Methods; We evaluated 267 newly detected hypertensive patients who had never taken anti-hypertensive medication. The enrolled patients measured their home blood pressures (BP) at least 7 days and their conventional office BP, central BP measured by radial artery tonometry and ambulatory BP were recorded. We analyzed their demographic data, laboratory data including echocardiography, carotid Doppler, ankle-brachial index and pulse wave velocity, and BP profiles. We defined “morning hypertension” as the morning BP 135/85 mmHg or higher with a morning-evening systolic or diastolic BP difference more than 10 mmHg in home BP monitoring.
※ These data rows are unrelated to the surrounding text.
//! Bayesian model composition and evidence.
//!
//! Declare a [`Likelihood`] (how the data informs a parameter) and a
//! [`Prior`] (belief over that parameter), combine them into a [`Model`],
//! integrate the model to get its [`Evidence`], and divide evidences that
//! share a likelihood to get a Bayes factor. [`Model::posterior`] gives the
//! normalized posterior density for the same pair.
//!
//! ```
//! use bf_model::prelude::*;
//!
//! # fn main() -> bf_model::Result<()> {
//! let d = 2.03 / 80.0_f64.sqrt();
//! let likelihood = Likelihood::noncentral_d(d, 80.0);
//!
//! let h1 = Prior::cauchy(0.0, 1.0, None, None);
//! let h0 = Prior::point(0.0);
//!
//! let m1 = likelihood.combine(&h1).integrate()?;
//! let m0 = likelihood.combine(&h0).integrate()?;
//!
//! let bf = m1.bayes_factor(&m0)?;
//! assert!((bf - 0.642).abs() < 1e-3);
//! # Ok(())
//! # }
//! ```
//!
//! All numerics live behind the engine boundary defined in `bf-core`;
//! definitions hold an engine-factory reference and materialize their
//! engine handle lazily, exactly once, on first use.

pub mod evidence;
pub mod family;
pub mod likelihood;
pub mod model;
pub mod posterior;
pub mod prior;

mod slot;

pub use bf_core::{Error, Result};
pub use evidence::{Divisor, Evidence};
pub use family::{LikelihoodFamily, PriorFamily};
pub use likelihood::Likelihood;
pub use model::Model;
pub use posterior::Posterior;
pub use prior::Prior;

/// Convenience re-exports for callers building model comparisons.
pub mod prelude {
    pub use crate::evidence::{Divisor, Evidence};
    pub use crate::family::{LikelihoodFamily, PriorFamily};
    pub use crate::likelihood::Likelihood;
    pub use crate::model::Model;
    pub use crate::posterior::Posterior;
    pub use crate::prior::Prior;
}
Results; Twenty seven patients (10.1%) with morning hypertension showed a preponderance of older patients (52.6±11.8 vs. 47.9±11.7, p=0.047) and alcohol consumers (63.0% vs. 41.7%, p=0.034, OR=2.380). Morning hypertension group showed worse lipid profiles than control group. Echocardiographic parameters, such as mitral valve E velocity (60.4±13.4 vs. 71.1±15.9, p=0.028), E/A ratio (0.87±0.24 vs. 1.07±0.37, p=0.073), mitral valve deceleration time (230.4±35.3 vs. 199.0±54.9, p=0.057) and mitral annular E velocity in tissue Doppler imaging (6.04±1.20 vs. 8.06±2.30, p<0.001) and carotid intima-media thickness (0.89±0.28 vs. 0.64±0.17, p=0.013) were also unfavorable in morning hypertensives. Their Framingham risk scores for coronary heart disease were significantly higher than control group (12.8±7.7 vs. 8.4±6.4, p=0.004). The patients with morning hypertension showed higher home systolic pressure, higher home pulse rate and higher central diastolic pressure despite comparable office BP and pulse rate. In 24-hour ambulatory BP monitoring, they showed higher systolic BP and pulse rate during whole day long. The nocturnal BP dipping was comparable in two groups whereas the lowest nighttime systolic BP and the highest morning systolic BP were higher in morning hypertensives. There were more sustained hypertension and masked hypertension, and fewer normotension and white-coat hypertension among the patients with morning hypertension.
Conclusion; The patients with morning hypertension have worse clinical variables and poor BP profiles. So, we can suggest the potential relationship of morning hypertension and a poor cardiovascular outcome. The morning BP should be monitored at home for the optimal treatment of hypertension.